--- Activity ---
State how many lines of the entries hold the string "text", and nothing more.

--------

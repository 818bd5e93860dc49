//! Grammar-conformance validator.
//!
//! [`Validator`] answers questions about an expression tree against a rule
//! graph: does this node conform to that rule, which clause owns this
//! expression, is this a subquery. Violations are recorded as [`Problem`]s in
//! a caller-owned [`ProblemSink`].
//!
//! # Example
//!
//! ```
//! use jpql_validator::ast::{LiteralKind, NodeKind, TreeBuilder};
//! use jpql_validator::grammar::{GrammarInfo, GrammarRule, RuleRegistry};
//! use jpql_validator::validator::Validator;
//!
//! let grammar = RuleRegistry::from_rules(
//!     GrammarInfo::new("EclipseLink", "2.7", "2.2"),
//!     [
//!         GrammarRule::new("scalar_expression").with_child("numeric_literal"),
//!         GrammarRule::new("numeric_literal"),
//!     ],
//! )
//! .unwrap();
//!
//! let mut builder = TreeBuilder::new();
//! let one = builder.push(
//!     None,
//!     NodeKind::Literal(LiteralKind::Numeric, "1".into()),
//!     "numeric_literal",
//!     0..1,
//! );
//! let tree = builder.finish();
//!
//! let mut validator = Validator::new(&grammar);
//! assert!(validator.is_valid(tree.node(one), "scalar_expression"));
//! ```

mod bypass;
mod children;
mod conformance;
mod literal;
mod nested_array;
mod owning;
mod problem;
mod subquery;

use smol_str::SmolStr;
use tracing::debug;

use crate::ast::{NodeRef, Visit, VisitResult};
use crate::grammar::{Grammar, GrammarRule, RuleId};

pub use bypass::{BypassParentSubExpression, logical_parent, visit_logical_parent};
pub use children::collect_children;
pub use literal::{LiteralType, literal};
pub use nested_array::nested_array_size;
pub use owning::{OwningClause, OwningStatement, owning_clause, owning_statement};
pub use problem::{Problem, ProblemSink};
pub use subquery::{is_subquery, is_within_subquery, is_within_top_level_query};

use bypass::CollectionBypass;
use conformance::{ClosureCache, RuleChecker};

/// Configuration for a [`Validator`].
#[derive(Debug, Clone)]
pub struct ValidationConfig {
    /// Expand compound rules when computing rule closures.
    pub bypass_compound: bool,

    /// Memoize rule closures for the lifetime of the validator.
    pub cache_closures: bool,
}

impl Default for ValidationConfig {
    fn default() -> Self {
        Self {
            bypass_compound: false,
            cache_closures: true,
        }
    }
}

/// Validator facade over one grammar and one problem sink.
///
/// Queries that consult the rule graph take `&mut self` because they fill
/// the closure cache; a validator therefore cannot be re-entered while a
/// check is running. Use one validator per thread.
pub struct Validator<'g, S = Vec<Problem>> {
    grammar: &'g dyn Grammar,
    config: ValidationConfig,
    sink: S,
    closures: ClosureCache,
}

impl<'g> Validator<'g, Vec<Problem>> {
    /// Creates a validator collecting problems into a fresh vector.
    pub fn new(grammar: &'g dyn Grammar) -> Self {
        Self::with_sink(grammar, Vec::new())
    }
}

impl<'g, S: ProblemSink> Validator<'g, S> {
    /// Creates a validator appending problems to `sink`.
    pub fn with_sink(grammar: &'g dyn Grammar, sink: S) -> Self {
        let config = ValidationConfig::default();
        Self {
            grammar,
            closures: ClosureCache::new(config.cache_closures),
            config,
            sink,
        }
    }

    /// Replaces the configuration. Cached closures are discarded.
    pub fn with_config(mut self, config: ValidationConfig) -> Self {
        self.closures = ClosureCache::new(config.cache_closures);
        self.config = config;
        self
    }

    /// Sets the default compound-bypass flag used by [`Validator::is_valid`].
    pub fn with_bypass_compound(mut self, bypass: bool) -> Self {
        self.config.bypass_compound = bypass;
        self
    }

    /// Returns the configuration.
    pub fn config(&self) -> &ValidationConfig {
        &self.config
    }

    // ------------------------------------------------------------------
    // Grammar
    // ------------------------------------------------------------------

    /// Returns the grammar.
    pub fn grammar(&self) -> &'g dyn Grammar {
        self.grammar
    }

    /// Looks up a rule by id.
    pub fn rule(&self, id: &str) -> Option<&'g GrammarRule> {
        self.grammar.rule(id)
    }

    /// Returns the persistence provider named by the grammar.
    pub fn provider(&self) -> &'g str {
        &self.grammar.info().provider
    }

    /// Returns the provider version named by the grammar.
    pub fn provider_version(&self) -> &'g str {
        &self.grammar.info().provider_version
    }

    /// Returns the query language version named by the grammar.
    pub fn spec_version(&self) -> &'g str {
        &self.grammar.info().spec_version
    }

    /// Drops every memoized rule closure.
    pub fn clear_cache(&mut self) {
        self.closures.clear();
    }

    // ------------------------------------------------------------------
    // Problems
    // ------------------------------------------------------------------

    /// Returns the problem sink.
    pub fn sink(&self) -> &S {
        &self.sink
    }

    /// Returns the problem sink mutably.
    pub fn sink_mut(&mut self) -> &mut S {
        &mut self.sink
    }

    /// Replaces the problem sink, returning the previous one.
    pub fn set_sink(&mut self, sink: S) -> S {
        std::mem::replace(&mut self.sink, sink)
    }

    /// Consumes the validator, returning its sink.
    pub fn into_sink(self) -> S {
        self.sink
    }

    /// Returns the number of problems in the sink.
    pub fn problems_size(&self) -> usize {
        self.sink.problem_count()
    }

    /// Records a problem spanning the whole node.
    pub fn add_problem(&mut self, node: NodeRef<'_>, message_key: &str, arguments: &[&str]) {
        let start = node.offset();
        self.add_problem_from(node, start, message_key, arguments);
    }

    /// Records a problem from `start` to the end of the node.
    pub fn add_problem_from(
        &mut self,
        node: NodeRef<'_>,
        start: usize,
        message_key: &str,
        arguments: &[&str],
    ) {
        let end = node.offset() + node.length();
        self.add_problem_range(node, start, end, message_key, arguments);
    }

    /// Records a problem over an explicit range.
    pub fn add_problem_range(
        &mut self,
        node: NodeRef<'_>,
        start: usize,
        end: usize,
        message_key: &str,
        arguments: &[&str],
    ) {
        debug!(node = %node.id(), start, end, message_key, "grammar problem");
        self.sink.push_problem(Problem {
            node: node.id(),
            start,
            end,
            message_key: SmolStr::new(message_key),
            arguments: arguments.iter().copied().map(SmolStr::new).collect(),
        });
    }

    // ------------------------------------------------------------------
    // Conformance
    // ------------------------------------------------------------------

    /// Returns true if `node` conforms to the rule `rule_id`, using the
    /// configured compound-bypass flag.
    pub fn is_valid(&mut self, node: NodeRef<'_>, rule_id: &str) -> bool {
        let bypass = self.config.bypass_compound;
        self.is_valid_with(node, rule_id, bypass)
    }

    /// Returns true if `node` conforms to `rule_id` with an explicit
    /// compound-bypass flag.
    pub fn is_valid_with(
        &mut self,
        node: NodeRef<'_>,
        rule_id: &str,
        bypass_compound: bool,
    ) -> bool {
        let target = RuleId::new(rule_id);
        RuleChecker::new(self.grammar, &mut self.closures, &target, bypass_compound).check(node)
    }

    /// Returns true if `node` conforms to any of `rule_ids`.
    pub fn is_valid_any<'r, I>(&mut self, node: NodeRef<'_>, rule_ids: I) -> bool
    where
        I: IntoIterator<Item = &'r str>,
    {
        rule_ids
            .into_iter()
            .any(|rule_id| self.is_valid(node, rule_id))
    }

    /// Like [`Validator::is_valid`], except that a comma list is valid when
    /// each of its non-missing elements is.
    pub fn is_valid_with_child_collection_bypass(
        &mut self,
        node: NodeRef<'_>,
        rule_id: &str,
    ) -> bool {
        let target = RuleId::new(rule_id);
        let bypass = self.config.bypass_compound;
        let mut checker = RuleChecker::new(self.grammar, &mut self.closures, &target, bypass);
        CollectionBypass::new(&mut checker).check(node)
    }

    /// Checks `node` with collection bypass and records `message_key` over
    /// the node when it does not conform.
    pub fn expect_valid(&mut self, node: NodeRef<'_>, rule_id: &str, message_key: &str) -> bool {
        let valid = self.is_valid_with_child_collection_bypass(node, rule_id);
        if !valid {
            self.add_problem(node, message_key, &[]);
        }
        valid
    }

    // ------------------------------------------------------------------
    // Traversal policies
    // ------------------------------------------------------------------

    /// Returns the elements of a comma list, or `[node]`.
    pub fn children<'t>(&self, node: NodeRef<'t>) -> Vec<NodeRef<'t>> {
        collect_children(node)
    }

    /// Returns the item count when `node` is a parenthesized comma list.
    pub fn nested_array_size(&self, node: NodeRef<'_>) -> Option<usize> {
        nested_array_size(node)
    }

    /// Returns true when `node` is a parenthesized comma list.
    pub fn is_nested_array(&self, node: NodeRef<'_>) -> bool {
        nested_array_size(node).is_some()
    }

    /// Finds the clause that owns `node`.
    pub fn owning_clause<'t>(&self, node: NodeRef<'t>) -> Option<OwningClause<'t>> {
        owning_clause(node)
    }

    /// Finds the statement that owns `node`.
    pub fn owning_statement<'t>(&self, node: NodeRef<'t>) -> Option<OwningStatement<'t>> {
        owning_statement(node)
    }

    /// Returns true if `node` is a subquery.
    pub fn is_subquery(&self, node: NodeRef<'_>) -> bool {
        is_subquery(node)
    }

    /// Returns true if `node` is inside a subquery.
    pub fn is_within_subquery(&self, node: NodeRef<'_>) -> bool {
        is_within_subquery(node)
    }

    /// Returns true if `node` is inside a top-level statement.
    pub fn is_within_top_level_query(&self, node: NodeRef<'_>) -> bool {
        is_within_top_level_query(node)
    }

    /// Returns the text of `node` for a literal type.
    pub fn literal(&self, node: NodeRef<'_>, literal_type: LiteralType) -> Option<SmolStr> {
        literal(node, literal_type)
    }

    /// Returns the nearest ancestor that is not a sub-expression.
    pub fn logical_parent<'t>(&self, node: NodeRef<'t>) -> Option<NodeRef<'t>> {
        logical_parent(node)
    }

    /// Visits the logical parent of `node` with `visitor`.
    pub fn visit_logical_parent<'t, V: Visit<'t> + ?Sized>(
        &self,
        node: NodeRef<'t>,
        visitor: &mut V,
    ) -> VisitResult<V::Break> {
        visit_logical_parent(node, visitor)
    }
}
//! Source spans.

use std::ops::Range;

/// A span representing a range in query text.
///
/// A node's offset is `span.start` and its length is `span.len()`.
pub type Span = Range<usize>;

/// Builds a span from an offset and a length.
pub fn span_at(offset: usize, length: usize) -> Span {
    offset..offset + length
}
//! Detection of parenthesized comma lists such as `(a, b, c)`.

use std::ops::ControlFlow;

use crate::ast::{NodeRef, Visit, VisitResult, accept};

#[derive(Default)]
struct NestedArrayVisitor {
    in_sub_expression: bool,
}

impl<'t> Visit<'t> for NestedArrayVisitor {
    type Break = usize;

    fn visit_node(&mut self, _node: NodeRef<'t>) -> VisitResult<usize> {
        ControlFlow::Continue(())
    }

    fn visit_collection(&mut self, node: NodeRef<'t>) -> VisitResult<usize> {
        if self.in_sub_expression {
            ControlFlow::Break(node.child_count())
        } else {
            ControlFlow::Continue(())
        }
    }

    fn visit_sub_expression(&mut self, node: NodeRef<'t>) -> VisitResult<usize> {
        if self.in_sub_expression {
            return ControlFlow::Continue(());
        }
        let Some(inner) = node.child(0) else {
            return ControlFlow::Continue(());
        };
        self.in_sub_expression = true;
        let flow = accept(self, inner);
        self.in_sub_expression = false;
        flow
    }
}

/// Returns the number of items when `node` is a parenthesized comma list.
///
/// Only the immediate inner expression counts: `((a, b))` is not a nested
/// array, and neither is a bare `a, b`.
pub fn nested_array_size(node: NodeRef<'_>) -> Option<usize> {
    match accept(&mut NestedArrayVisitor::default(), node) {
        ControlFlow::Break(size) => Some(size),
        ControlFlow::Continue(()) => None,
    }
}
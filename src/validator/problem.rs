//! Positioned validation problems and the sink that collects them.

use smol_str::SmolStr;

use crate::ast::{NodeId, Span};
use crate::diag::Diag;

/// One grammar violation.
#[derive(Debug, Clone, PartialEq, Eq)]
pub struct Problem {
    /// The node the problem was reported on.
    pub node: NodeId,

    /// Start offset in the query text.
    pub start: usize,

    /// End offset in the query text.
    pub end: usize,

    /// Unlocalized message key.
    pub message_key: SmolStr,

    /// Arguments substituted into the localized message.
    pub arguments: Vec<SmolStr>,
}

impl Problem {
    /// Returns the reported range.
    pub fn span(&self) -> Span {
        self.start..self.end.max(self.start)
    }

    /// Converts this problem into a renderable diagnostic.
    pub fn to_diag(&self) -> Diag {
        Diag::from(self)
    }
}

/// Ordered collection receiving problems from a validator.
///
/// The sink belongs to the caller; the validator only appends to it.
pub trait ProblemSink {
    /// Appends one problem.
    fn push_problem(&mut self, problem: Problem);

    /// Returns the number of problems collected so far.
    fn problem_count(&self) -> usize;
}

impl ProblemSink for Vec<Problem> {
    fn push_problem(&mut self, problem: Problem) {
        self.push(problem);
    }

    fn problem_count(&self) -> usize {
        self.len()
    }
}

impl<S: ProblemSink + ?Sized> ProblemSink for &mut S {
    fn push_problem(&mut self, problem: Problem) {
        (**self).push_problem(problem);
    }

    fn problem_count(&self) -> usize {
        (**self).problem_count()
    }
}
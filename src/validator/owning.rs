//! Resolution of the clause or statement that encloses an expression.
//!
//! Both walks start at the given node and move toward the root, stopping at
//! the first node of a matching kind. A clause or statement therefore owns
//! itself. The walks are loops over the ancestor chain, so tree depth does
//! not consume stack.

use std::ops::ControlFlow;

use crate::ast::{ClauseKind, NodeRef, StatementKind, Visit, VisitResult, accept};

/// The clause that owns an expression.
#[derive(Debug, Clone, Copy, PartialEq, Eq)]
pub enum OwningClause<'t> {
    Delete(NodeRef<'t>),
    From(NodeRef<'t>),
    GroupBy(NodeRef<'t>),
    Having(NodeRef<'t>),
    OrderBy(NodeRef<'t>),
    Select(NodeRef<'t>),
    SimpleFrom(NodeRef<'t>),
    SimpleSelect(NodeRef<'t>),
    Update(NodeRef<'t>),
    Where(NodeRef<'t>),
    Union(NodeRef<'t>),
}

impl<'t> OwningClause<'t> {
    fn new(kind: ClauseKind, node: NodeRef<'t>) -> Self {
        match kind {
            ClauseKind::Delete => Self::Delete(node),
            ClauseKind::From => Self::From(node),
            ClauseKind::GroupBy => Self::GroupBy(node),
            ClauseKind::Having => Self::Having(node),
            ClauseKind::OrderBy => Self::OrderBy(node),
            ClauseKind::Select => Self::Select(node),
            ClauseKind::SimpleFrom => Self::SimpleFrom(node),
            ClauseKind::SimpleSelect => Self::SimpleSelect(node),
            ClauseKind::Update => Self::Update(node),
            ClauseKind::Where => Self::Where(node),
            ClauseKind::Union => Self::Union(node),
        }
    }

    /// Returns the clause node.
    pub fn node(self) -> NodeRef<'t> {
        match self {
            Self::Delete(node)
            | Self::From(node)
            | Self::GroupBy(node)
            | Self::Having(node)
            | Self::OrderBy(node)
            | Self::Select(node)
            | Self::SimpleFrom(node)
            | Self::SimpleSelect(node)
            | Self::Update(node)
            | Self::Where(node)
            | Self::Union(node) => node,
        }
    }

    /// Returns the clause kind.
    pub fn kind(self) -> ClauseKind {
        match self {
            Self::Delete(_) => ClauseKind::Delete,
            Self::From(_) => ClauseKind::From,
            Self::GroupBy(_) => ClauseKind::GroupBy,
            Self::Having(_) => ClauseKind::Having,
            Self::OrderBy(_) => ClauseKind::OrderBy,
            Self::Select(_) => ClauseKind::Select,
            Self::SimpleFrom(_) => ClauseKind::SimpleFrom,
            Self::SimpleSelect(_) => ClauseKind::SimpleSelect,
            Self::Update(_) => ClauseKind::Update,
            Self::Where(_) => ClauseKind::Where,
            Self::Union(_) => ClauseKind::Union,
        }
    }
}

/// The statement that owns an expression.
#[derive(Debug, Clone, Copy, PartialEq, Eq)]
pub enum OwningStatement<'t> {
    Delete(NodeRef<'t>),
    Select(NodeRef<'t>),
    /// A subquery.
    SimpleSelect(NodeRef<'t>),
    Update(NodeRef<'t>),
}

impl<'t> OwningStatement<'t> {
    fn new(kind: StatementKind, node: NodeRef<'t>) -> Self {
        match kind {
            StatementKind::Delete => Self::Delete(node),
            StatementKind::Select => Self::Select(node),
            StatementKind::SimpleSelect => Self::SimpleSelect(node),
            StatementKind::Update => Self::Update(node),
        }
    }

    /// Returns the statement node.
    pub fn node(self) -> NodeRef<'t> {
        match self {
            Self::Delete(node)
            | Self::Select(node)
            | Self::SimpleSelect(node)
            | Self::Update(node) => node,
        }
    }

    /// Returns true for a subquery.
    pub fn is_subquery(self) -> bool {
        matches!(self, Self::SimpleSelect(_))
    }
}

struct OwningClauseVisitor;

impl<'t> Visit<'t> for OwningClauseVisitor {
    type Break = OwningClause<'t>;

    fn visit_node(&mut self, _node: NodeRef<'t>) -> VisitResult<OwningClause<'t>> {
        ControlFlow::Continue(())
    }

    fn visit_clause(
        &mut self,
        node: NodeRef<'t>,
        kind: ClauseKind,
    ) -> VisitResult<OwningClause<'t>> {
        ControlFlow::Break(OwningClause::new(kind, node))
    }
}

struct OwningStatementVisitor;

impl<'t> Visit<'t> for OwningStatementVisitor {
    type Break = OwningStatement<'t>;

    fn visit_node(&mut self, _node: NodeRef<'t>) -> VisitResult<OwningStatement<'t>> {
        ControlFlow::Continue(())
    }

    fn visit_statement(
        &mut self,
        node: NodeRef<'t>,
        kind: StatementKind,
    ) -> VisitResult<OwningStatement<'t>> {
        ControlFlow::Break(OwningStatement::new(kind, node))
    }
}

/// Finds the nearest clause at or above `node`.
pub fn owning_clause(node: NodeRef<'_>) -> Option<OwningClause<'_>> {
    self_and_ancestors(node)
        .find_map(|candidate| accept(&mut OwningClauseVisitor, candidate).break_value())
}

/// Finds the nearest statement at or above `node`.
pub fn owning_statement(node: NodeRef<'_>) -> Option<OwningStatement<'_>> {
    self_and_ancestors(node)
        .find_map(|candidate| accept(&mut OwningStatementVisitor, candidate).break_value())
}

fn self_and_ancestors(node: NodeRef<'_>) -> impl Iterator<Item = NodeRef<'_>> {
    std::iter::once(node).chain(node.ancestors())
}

--------

--- Reply to the task ---
4